--- PROVIDED DATA ---

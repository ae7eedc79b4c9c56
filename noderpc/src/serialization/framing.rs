//
// Copyright 2026 Hans W. Uhlig. All Rights Reserved.
//
// Licensed under the Apache License, Version 2.0 (the "License");
// you may not use this file except in compliance with the License.
// You may obtain a copy of the License at
//
//      http://www.apache.org/licenses/LICENSE-2.0
//
// Unless required by applicable law or agreed to in writing, software
// distributed under the License is distributed on an "AS IS" BASIS,
// WITHOUT WARRANTIES OR CONDITIONS OF ANY KIND, either express or implied.
// See the License for the specific language governing permissions and
// limitations under the License.
//

//! Length-prefixed message framing.
//!
//! Every message on the wire is a single frame: a fixed-width length field
//! followed by a body of exactly that many bytes.
//!
//! ```text
//! +------------------+----------------+---------------------------+
//! | Length (2 bytes) | Processor (1B) | Envelope (Length - 1)     |
//! +------------------+----------------+---------------------------+
//! ```
//!
//! The width of the length field (1, 2 or 4 bytes), its byte order and the
//! accepted body size range come from [`FrameConfig`]. The defaults are a
//! 2-byte big-endian prefix and bodies of 2 to 65535 bytes. The framing layer
//! never looks inside the body; the leading processor byte is interpreted by
//! the agent.
//!
//! # Examples
//!
//! ```rust
//! use noderpc::serialization::framing::{read_msg, write_msg, FrameConfig};
//! use noderpc::pool::BufferPool;
//!
//! # async fn example() -> Result<(), Box<dyn std::error::Error>> {
//! let config = FrameConfig::default();
//! let mut wire = Vec::new();
//! write_msg(&mut wire, &config, &[0], b"{}").await?;
//! assert_eq!(wire, vec![0, 3, 0, b'{', b'}']);
//!
//! let mut reader = &wire[..];
//! let frame = read_msg(&mut reader, &config, &BufferPool::default()).await?;
//! assert_eq!(&frame[..], &[0, b'{', b'}']);
//! # Ok(())
//! # }
//! ```

use crate::pool::{BufferPool, PooledBuffer};
use crate::transport::TransportError;
use tokio::io::{AsyncRead, AsyncReadExt, AsyncWrite, AsyncWriteExt};

/// Default width of the length field in bytes.
pub const DEFAULT_LEN_MSG_LEN: usize = 2;

/// Default minimum body length: the processor byte plus one envelope byte.
pub const DEFAULT_MIN_MSG_LEN: usize = 2;

/// Default maximum body length.
pub const DEFAULT_MAX_MSG_LEN: usize = u16::MAX as usize;

/// Frame layout settings shared by both ends of a connection.
#[derive(Debug, Clone, Copy, PartialEq, Eq)]
pub struct FrameConfig {
    /// Width of the length prefix: 1, 2 or 4 bytes.
    pub len_msg_len: usize,
    /// Smallest accepted body length.
    pub min_msg_len: usize,
    /// Largest accepted body length; clamped to what the prefix can express.
    pub max_msg_len: usize,
    /// Encode the length prefix little-endian instead of big-endian.
    pub little_endian: bool,
}

impl Default for FrameConfig {
    fn default() -> Self {
        Self {
            len_msg_len: DEFAULT_LEN_MSG_LEN,
            min_msg_len: DEFAULT_MIN_MSG_LEN,
            max_msg_len: DEFAULT_MAX_MSG_LEN,
            little_endian: false,
        }
    }
}

impl FrameConfig {
    /// Sets the byte order of the length prefix.
    #[must_use]
    pub fn with_little_endian(mut self, little_endian: bool) -> Self {
        self.little_endian = little_endian;
        self
    }

    /// Sets the accepted body length range.
    #[must_use]
    pub fn with_msg_len(mut self, min: usize, max: usize) -> Self {
        self.min_msg_len = min;
        self.max_msg_len = max;
        self
    }

    /// Sets the width of the length prefix.
    #[must_use]
    pub fn with_len_msg_len(mut self, len_msg_len: usize) -> Self {
        self.len_msg_len = len_msg_len;
        self
    }

    /// Checks the settings and returns the effective maximum body length.
    pub fn validate(&self) -> Result<usize, TransportError> {
        let capacity = match self.len_msg_len {
            1 => u8::MAX as usize,
            2 => u16::MAX as usize,
            4 => u32::MAX as usize,
            other => {
                return Err(TransportError::invalid_configuration(format!(
                    "length field must be 1, 2 or 4 bytes, got {}",
                    other
                )));
            }
        };
        let max = self.max_msg_len.min(capacity);
        if self.min_msg_len > max {
            return Err(TransportError::invalid_configuration(format!(
                "minimum message length {} exceeds maximum {}",
                self.min_msg_len, max
            )));
        }
        Ok(max)
    }

    fn check_len(&self, len: usize) -> Result<(), TransportError> {
        let max = self.validate()?;
        if len > max {
            return Err(TransportError::FrameTooLarge { len, max });
        }
        if len < self.min_msg_len {
            return Err(TransportError::FrameTooShort {
                len,
                min: self.min_msg_len,
            });
        }
        Ok(())
    }

    fn encode_len(&self, len: usize, out: &mut Vec<u8>) {
        // check_len guarantees len fits the prefix
        match (self.len_msg_len, self.little_endian) {
            (1, _) => out.push(len as u8),
            (2, true) => out.extend_from_slice(&(len as u16).to_le_bytes()),
            (2, false) => out.extend_from_slice(&(len as u16).to_be_bytes()),
            (_, true) => out.extend_from_slice(&(len as u32).to_le_bytes()),
            (_, false) => out.extend_from_slice(&(len as u32).to_be_bytes()),
        }
    }

    fn decode_len(&self, prefix: &[u8]) -> usize {
        match (prefix.len(), self.little_endian) {
            (1, _) => prefix[0] as usize,
            (2, true) => u16::from_le_bytes([prefix[0], prefix[1]]) as usize,
            (2, false) => u16::from_be_bytes([prefix[0], prefix[1]]) as usize,
            (_, true) => u32::from_le_bytes([prefix[0], prefix[1], prefix[2], prefix[3]]) as usize,
            (_, false) => u32::from_be_bytes([prefix[0], prefix[1], prefix[2], prefix[3]]) as usize,
        }
    }
}

/// Encodes the concatenation of `parts` as one complete frame.
pub fn encode_msg(config: &FrameConfig, parts: &[&[u8]]) -> Result<Vec<u8>, TransportError> {
    let len: usize = parts.iter().map(|part| part.len()).sum();
    config.check_len(len)?;

    let mut frame = Vec::with_capacity(config.len_msg_len + len);
    config.encode_len(len, &mut frame);
    for part in parts {
        frame.extend_from_slice(part);
    }
    Ok(frame)
}

/// Writes `header` followed by `body` as a single frame and flushes.
pub async fn write_msg<W>(
    writer: &mut W,
    config: &FrameConfig,
    header: &[u8],
    body: &[u8],
) -> Result<(), TransportError>
where
    W: AsyncWrite + Unpin,
{
    let frame = encode_msg(config, &[header, body])?;
    writer
        .write_all(&frame)
        .await
        .map_err(|source| TransportError::WriteFailed { source })?;
    writer
        .flush()
        .await
        .map_err(|source| TransportError::WriteFailed { source })
}

/// Reads one frame body into a pooled buffer.
pub async fn read_msg<R>(
    reader: &mut R,
    config: &FrameConfig,
    buffers: &BufferPool,
) -> Result<PooledBuffer, TransportError>
where
    R: AsyncRead + Unpin,
{
    config.validate()?;
    let mut prefix = [0u8; 4];
    let prefix = &mut prefix[..config.len_msg_len];
    reader
        .read_exact(prefix)
        .await
        .map_err(TransportError::from_read)?;

    let len = config.decode_len(prefix);
    config.check_len(len)?;

    let mut body = buffers.acquire();
    body.resize(len, 0);
    reader
        .read_exact(&mut body[..])
        .await
        .map_err(TransportError::from_read)?;
    Ok(body)
}

/// Read half of a framed connection.
pub struct FrameReader<R> {
    reader: R,
    config: FrameConfig,
    buffers: BufferPool,
}

impl<R: AsyncRead + Unpin> FrameReader<R> {
    /// Wraps a byte stream.
    pub fn new(reader: R, config: FrameConfig, buffers: BufferPool) -> Self {
        Self {
            reader,
            config,
            buffers,
        }
    }

    /// Waits for the next frame body.
    pub async fn read_msg(&mut self) -> Result<PooledBuffer, TransportError> {
        read_msg(&mut self.reader, &self.config, &self.buffers).await
    }

    /// The frame settings of this reader.
    pub fn config(&self) -> &FrameConfig {
        &self.config
    }
}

---

◆ **WHAT IS REQUIRED**
An exact copy of the lines above, from the one containing "let mut body = buffers.acquire();" through the one containing "a byte stream.", is the whole of the answer.

◆ **ANSWER TO THIS EXERCISE**
    let mut body = buffers.acquire();
    body.resize(len, 0);
    reader
        .read_exact(&mut body[..])
        .await
        .map_err(TransportError::from_read)?;
    Ok(body)
}

/// Read half of a framed connection.
pub struct FrameReader<R> {
    reader: R,
    config: FrameConfig,
    buffers: BufferPool,
}

impl<R: AsyncRead + Unpin> FrameReader<R> {
    /// Wraps a byte stream.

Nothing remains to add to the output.